→ **TASK DETAILS**
Lines holding the word "PolyRun" are the ones to copy from the data below.

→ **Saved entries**
━━━━━━━━
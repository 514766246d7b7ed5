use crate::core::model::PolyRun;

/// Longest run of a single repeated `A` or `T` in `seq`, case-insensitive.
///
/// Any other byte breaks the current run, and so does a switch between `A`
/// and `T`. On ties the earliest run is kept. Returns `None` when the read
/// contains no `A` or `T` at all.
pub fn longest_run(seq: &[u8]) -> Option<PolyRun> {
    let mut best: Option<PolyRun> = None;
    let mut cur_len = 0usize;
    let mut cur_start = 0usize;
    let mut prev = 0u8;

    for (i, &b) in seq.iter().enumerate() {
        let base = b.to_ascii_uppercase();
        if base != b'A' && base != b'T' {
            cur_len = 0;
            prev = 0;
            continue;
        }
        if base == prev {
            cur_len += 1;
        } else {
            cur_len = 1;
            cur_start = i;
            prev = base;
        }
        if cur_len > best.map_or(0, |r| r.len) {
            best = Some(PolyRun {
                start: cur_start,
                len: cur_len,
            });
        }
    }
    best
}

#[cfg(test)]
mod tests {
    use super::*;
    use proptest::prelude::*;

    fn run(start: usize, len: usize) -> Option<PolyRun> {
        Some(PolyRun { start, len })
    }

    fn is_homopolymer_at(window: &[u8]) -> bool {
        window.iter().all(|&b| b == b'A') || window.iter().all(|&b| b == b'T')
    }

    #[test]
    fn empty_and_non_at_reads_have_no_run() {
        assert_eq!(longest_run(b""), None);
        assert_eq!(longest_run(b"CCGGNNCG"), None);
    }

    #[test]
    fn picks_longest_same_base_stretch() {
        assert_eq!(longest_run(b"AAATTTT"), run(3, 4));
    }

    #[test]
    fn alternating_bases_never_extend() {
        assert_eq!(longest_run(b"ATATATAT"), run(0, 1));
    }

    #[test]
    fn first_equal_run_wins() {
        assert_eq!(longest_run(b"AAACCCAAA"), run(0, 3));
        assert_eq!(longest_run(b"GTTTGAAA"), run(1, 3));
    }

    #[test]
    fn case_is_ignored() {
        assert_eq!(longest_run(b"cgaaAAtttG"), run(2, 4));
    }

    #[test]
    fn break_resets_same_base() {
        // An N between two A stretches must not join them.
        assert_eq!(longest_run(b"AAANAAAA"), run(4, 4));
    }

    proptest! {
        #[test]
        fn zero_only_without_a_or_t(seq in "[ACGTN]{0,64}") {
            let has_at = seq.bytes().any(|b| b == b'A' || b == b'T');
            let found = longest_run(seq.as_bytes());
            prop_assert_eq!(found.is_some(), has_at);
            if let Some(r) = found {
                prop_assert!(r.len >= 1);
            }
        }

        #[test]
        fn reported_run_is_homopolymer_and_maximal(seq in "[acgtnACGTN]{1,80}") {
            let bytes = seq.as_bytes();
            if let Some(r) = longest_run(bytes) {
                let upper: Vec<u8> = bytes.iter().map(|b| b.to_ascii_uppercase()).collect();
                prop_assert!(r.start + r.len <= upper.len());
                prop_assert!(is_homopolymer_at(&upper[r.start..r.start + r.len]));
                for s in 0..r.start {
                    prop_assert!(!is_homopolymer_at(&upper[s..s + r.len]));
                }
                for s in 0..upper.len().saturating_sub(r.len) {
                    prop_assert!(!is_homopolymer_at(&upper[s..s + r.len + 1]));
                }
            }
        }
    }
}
━━━━━━━━
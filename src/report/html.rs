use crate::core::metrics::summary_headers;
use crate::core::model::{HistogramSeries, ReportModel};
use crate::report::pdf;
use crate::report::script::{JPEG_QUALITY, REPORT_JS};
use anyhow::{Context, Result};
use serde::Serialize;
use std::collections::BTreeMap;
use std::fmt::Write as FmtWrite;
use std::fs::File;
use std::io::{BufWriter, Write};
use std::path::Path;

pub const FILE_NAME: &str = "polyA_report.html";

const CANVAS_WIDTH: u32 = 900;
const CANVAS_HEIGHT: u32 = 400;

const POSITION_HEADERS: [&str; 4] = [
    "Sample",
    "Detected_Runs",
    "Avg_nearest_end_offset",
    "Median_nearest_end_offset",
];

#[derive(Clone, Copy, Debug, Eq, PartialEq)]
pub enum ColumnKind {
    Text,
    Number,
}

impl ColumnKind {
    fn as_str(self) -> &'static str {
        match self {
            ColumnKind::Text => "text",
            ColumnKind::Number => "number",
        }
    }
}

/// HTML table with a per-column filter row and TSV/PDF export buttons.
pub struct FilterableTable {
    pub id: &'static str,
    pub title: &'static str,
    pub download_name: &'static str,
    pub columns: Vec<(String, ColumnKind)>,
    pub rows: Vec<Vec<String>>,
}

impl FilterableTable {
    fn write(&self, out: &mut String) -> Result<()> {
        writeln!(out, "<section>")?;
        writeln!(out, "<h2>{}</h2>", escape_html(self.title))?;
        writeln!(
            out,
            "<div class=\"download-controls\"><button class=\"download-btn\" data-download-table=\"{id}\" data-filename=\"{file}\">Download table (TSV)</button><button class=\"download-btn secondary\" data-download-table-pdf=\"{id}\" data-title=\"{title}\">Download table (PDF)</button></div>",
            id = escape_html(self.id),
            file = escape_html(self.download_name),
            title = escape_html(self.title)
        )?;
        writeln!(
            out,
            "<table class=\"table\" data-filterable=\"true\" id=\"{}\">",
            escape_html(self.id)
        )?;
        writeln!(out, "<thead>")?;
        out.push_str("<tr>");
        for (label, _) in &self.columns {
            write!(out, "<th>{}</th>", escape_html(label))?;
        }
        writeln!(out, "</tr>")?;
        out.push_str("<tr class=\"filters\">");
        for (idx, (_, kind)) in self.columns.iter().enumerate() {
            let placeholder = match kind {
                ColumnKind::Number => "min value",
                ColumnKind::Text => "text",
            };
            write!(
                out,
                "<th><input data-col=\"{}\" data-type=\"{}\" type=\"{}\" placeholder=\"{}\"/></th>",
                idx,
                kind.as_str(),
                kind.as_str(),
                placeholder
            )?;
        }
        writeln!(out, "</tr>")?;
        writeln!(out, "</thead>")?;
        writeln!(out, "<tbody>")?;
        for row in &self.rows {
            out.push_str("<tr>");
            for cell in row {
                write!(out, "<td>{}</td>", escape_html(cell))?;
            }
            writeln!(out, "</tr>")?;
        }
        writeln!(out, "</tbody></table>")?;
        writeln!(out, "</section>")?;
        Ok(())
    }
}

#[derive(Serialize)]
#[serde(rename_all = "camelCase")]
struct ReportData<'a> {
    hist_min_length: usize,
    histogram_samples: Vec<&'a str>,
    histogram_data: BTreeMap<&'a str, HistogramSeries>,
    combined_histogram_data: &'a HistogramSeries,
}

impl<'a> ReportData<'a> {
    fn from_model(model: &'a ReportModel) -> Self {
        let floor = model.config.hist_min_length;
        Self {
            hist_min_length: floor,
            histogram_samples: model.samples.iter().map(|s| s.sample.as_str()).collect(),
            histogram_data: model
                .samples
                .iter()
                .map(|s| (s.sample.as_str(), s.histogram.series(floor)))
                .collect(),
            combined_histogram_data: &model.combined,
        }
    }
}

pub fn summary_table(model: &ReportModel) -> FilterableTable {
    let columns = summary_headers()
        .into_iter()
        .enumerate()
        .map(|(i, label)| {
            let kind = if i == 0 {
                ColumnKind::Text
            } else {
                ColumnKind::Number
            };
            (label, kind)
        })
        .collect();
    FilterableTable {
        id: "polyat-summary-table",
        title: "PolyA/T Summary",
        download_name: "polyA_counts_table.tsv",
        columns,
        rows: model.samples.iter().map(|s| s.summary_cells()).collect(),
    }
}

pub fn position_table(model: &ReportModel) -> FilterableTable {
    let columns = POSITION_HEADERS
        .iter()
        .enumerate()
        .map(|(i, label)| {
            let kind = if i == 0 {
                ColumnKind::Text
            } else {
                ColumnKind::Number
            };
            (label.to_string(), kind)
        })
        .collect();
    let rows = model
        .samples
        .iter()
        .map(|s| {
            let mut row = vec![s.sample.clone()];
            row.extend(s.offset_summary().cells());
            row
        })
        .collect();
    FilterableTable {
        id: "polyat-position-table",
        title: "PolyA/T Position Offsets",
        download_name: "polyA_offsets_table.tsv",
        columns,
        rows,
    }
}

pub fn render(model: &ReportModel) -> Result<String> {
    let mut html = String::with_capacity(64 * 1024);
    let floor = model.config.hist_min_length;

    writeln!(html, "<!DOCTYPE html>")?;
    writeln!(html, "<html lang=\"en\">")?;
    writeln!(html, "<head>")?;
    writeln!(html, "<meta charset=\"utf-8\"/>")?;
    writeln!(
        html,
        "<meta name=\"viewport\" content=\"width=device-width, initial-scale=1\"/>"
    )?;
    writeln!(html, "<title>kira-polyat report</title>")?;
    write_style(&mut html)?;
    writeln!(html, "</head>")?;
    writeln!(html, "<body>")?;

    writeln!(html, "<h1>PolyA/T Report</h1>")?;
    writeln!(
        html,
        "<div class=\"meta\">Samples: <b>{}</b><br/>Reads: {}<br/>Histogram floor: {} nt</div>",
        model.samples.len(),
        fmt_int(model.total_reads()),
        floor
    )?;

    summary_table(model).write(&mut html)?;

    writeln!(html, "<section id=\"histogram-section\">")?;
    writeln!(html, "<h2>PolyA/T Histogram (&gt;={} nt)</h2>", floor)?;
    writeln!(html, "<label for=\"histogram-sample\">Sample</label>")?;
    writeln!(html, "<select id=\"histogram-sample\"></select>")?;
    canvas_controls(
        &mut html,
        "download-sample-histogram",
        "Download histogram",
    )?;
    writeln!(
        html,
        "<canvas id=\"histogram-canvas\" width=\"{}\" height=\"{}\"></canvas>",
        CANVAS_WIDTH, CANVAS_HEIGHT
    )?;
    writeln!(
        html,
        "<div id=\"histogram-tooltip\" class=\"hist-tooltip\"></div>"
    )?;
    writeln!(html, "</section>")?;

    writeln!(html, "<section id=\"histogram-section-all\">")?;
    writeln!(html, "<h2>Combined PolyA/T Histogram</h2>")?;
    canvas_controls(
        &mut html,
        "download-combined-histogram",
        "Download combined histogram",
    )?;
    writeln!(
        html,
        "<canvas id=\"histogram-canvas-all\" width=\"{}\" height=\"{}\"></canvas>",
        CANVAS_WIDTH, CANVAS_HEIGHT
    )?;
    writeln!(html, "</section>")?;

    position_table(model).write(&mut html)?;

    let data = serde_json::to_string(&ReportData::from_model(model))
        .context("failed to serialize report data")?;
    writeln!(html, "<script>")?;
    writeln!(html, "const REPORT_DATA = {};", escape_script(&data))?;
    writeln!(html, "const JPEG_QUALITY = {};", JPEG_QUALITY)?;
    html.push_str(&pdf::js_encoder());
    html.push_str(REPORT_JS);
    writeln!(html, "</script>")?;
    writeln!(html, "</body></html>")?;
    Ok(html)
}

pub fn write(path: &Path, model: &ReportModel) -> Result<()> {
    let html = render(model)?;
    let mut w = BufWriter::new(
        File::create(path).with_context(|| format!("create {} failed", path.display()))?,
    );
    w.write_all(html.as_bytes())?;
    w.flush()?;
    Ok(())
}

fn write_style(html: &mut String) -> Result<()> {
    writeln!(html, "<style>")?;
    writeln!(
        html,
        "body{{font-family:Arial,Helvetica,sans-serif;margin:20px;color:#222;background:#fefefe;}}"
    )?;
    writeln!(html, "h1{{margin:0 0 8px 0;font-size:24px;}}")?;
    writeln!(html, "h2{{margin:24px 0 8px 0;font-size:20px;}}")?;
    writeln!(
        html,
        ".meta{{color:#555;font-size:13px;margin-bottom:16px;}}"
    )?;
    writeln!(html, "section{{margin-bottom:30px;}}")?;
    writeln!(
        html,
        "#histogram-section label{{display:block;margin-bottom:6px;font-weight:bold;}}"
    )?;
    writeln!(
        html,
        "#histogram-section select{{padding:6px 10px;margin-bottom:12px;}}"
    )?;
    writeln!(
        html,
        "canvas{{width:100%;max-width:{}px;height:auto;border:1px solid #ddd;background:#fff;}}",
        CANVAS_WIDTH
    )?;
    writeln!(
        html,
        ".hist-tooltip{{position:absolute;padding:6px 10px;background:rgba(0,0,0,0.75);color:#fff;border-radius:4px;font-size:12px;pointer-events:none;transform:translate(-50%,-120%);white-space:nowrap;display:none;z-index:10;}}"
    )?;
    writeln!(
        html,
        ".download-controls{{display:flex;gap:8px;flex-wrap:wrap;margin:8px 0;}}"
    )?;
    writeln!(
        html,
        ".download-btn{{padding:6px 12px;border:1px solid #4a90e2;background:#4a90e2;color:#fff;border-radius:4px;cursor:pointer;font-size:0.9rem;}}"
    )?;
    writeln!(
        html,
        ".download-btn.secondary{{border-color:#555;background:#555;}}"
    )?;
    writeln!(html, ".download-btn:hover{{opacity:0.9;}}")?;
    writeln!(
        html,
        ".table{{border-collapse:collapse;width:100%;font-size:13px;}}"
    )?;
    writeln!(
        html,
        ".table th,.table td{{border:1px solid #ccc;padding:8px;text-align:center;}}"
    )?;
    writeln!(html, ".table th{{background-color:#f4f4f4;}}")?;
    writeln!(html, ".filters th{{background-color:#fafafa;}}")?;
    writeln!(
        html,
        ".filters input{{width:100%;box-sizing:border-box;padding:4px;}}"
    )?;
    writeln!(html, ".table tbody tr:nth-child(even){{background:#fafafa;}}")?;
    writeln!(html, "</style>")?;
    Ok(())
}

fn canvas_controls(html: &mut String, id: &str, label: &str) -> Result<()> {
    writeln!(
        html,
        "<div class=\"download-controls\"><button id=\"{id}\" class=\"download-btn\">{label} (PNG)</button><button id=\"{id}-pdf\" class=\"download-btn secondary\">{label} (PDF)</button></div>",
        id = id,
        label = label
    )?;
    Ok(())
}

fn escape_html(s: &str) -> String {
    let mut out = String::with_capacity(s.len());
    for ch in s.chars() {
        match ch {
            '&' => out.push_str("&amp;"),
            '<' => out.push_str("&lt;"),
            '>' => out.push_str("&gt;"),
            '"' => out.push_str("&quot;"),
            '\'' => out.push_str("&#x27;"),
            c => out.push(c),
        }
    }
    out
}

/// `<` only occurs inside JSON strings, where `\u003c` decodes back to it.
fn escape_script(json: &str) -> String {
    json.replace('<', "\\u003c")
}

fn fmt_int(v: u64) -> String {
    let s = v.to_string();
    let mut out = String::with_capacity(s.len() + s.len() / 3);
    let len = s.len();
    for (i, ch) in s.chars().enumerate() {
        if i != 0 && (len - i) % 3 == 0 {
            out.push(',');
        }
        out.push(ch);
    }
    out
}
━━━━━━━━
→ **TASK RESPONSE**
use crate::core::model::PolyRun;
pub fn longest_run(seq: &[u8]) -> Option<PolyRun> {
    let mut best: Option<PolyRun> = None;
            best = Some(PolyRun {
    fn run(start: usize, len: usize) -> Option<PolyRun> {
        Some(PolyRun { start, len })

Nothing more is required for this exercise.